I sleep, long and hot, the windows open despite the winter. Paul sleeps against the wall and does not stir.

  The voices aren’t happening, not now, but I still perceive them. They drift over my head like milkweed. I am Samuel, I think. That’s it. I’m Samuel. God called to him in the night. They call to me. Samuel answered, Yes, Lord? I have no way of answering my voices. I have no way of telling them that I can hear.

  I hear the door open and then close but I don’t turn my head. I am staring at the screen. An orgy, now. The fifth. Dozens of voices, too many to count, overlapping, tangling, making the air tight, crowding it. They worry, they lust, they laugh, they say stupid things. Sweat glitters. Badly placed tungsten lights cast shadows, slicing up a few bodies for a few moments into slick skin and canyons of darkness. Whole again. Pieces.

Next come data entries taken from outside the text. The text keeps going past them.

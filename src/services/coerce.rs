//! # JSON 값 변환 유틸리티
//!
//! 클라이언트가 보내는 JSON 본문은 타입이 느슨합니다.
//! (`"category": "3"`처럼 숫자를 문자열로 보내는 경우 등)
//! 이 모듈은 그런 값을 정수/문자열로 관대하게 변환하는 함수들을 제공합니다.
//!
//! - `is_truthy()`: 값이 "비어 있지 않은지" 판정
//! - `to_int()`: 정수로 변환
//! - `to_text()`: 문자열로 변환

use serde_json::Value;

/// 값이 참(truthy)인지 판정합니다.
///
/// 거짓으로 보는 값: `null`, `false`, `0`, `0.0`, `""`, `[]`, `{}`
pub fn is_truthy(value: &Value) -> bool {
    match value {
        Value::Null => false,
        Value::Bool(b) => *b,
        // 0과 0.0만 거짓, 나머지 숫자는 모두 참
        Value::Number(n) => n.as_f64().map(|f| f != 0.0).unwrap_or(true),
        Value::String(s) => !s.is_empty(),
        Value::Array(items) => !items.is_empty(),
        Value::Object(map) => !map.is_empty(),
    }
}

/// 값을 정수로 변환합니다. 변환할 수 없으면 None.
///
/// - 정수: 그대로
/// - 실수: 소수점 이하 버림 (유한한 값만)
/// - 불리언: `true` → 1, `false` → 0
/// - 문자열: 앞뒤 공백을 제거한 뒤 정수로 파싱 (`"3.5"`는 실패)
pub fn to_int(value: &Value) -> Option<i64> {
    match value {
        Value::Number(n) => n.as_i64().or_else(|| {
            // i64 범위를 넘는 실수, NaN/무한대는 변환 실패
            n.as_f64()
                .filter(|f| f.is_finite() && f.abs() < i64::MAX as f64)
                .map(|f| f.trunc() as i64)
        }),
        Value::Bool(b) => Some(i64::from(*b)),
        Value::String(s) => s.trim().parse().ok(),
        // null, 배열, 객체
        _ => None,
    }
}

/// 값을 저장할 문자열로 변환합니다.
///
/// 문자열은 그대로, 숫자는 십진수 표기로 변환하고, 나머지는 None.
pub fn to_text(value: &Value) -> Option<String> {
    match value {
        Value::String(s) => Some(s.clone()),
        Value::Number(n) => Some(n.to_string()),
        _ => None,
    }
}

/// 검색어로 쓸 문자열을 만듭니다. 어떤 값이든 문자열이 됩니다.
///
/// | 값 | 결과 |
/// |----|------|
/// | 문자열 | 그대로 |
/// | `null` | `"None"` |
/// | `true` / `false` | `"True"` / `"False"` |
/// | 숫자 | 십진수 표기 |
/// | 배열, 객체 | JSON 텍스트 |
pub fn to_search_text(value: &Value) -> String {
    match value {
        Value::String(s) => s.clone(),
        Value::Null => "None".to_string(),
        Value::Bool(true) => "True".to_string(),
        Value::Bool(false) => "False".to_string(),
        // 숫자는 십진수, 배열/객체는 직렬화한 JSON 텍스트
        other => other.to_string(),
    }
}
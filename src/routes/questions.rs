//! # 문제(Question) 라우트 핸들러
//!
//! ## 엔드포인트
//! - `GET    /questions?page=N`  → 10개 단위 페이지 조회
//! - `POST   /questions`         → 본문에 `searchTerm`이 있으면 검색, 없으면 생성
//! - `POST   /questions/search`  → 위와 같은 핸들러
//! - `DELETE /questions/{id}`    → 문제 삭제

// ── 의존성 가져오기 ──
use crate::{
    db,                                       // 데이터베이스 쿼리 모듈
    error::AppError,                          // HTTP 에러 응답으로 변환되는 에러 타입
    middleware::{IdPath, JsonObject},         // 정수 경로 ID, JSON 객체 본문 추출자
    models::{category_map, NewQuestion},
    routes::AppState,                         // DB 풀을 담은 공유 상태
    services::{self, coerce, QUESTIONS_PER_PAGE},
};
use axum::{
    extract::{Query, State}, // 쿼리스트링, 앱 상태 추출
    http::StatusCode,        // 201 Created 응답용
    Json,
};
use serde::Deserialize;
use serde_json::{json, Map, Value};

/// `?page=N` 쿼리 파라미터
///
/// 정수가 아닌 값도 거부하지 않도록 문자열로 받은 뒤 직접 해석합니다.
#[derive(Debug, Deserialize)]
pub struct PageQuery {
    pub page: Option<String>,
}

/// `GET /questions?page=N`: ID 순으로 정렬된 문제의 N번째 페이지를 반환합니다.
///
/// 응답에는 전체 문제 수와 전체 카테고리 매핑이 함께 담깁니다.
/// 해당 페이지에 문제가 하나도 없으면 404.
pub async fn list_questions(
    State(state): State<AppState>,
    Query(query): Query<PageQuery>,
) -> Result<Json<Value>, AppError> {
    // 1 미만 페이지는 offset을 만들 수 없으므로 바로 404
    let page = services::parse_page(query.page.as_deref());
    let offset = services::page_offset(page).ok_or(AppError::NotFound)?;

    let questions = db::list_questions_page(&state.pool, QUESTIONS_PER_PAGE, offset).await?;
    if questions.is_empty() {
        return Err(AppError::NotFound);
    }

    // 페이지와 별개로 전체 개수와 카테고리 매핑을 함께 내려줍니다
    let total_questions = db::count_questions(&state.pool).await?;
    let categories = category_map(db::list_categories(&state.pool).await?);

    Ok(Json(json!({
        "success": true,
        "questions": questions,
        "total_questions": total_questions,
        "categories": categories,
        "current_category": null,
    })))
}

/// `POST /questions`: 검색 또는 생성
///
/// - 본문에 `searchTerm` 키가 있으면: 문제 본문 부분 일치 검색 (200)
/// - 없으면: 새 문제 생성 (201 `{ success, created: id }`)
pub async fn create_or_search_questions(
    State(state): State<AppState>,
    JsonObject(body): JsonObject,
) -> Result<(StatusCode, Json<Value>), AppError> {
    // ── 검색 모드 ──
    // 값이 null이어도 키가 있으면 검색입니다
    if let Some(term) = body.get("searchTerm") {
        // 검색어가 문자열이 아니어도 거부하지 않고 표시 문자열로 바꿔 검색합니다.
        let term = coerce::to_search_text(term);
        let questions = db::search_questions(&state.pool, &term).await?;

        return Ok((
            StatusCode::OK,
            Json(json!({
                "success": true,
                "total_questions": questions.len(),
                "questions": questions,
                "current_category": null,
            })),
        ));
    }

    // ── 생성 모드 ──
    let new_question = parse_new_question(&body)?; // 필드 누락 → 400, 변환 실패 → 422
    let id = db::insert_question(&state.pool, &new_question)
        .await
        // 외래키 위반 등 저장 실패는 이미 롤백된 상태로 돌아옵니다
        .map_err(|e| AppError::Unprocessable(format!("insert failed: {e}")))?;
    tracing::info!(id, category = new_question.category, "Created question");

    Ok((
        StatusCode::CREATED,
        Json(json!({
            "success": true,
            "created": id,
        })),
    ))
}

/// 값이 있고 `accept`를 만족할 때만 꺼냅니다.
fn field<'a>(
    body: &'a Map<String, Value>,
    key: &str,
    accept: fn(&Value) -> bool,
) -> Option<&'a Value> {
    body.get(key).filter(|value| accept(value))
}

fn is_present(value: &Value) -> bool {
    !value.is_null()
}

/// 생성 요청 본문을 검증하여 `NewQuestion`으로 변환합니다.
///
/// - `question`, `answer`: 없거나 거짓(빈 문자열, 0 등)이면 400
/// - `category`, `difficulty`: 없거나 null이면 400
/// - 값은 있지만 정수/문자열로 바꿀 수 없으면 422
fn parse_new_question(body: &Map<String, Value>) -> Result<NewQuestion, AppError> {
    let (Some(question), Some(answer), Some(category), Some(difficulty)) = (
        field(body, "question", coerce::is_truthy),
        field(body, "answer", coerce::is_truthy),
        field(body, "category", is_present),
        field(body, "difficulty", is_present),
    ) else {
        return Err(AppError::BadRequest(
            "question, answer, category and difficulty are required".to_string(),
        ));
    };

    // 값은 있지만 정수/문자열로 바꿀 수 없는 경우의 에러
    let invalid = |name: &str| AppError::Unprocessable(format!("invalid {name}"));

    Ok(NewQuestion {
        question: coerce::to_text(question).ok_or_else(|| invalid("question"))?,
        answer: coerce::to_text(answer).ok_or_else(|| invalid("answer"))?,
        category: coerce::to_int(category).ok_or_else(|| invalid("category"))?,
        difficulty: coerce::to_int(difficulty).ok_or_else(|| invalid("difficulty"))?,
    })
}

/// `DELETE /questions/{id}`: 문제를 삭제합니다.
///
/// 없는 ID면 404, 삭제 쿼리 자체가 실패하면 롤백 후 422.
pub async fn delete_question(
    State(state): State<AppState>,
    IdPath(id): IdPath,
) -> Result<Json<Value>, AppError> {
    // 먼저 존재 여부를 확인해서, 없는 ID는 422가 아닌 404로 응답합니다
    db::get_question(&state.pool, id)
        .await?
        .ok_or(AppError::NotFound)?;

    let deleted = db::delete_question(&state.pool, id)
        .await
        // 삭제 쿼리 실패(트리거, 잠금 등)는 롤백된 뒤 422
        .map_err(|e| AppError::Unprocessable(format!("delete failed: {e}")))?;
    // 조회와 삭제 사이에 다른 요청이 먼저 지운 경우
    if !deleted {
        return Err(AppError::NotFound);
    }

    Ok(Json(json!({
        "success": true,
        "deleted": id,
    })))
}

  He sits down next to me, his weight sinking the cushion so far that I fall into him. I do not take my eyes off the screen.

  Hey, he says. You okay?

  Yes. I curl my fingers tightly against one another, my knuckles locking in a line. This is the church. This is the steeple.

  He sits back and watches. He looks at me. He settles his fingers lightly on my shoulder blade, catching the strap of my bra and running his finger on the curve of my skin beneath the elastic. Gently, over and over.

  A woman at the center of a male orbit reaches up, up over her head, so far up. She is thinking about one of them in particular, the one filling her, making her whole. She thinks about the lighting for a bit, then her thoughts drift back to him. Her leg is falling asleep.

  Paul talks very close to my skin. What are you doing? he asks.

  Watching, I say.

  What?

  Watching. Isn’t this what I should be doing? Watching this?

  The way he is still, I can tell that he is thinking. Then he reaches and puts his hand over mine—covering the church.

  Hey, he says. Hey, hey.

  One of the men is sick. He thinks he is going to die. He wants to die.

  Bodies linking, unlinking, muscles twitching, hands.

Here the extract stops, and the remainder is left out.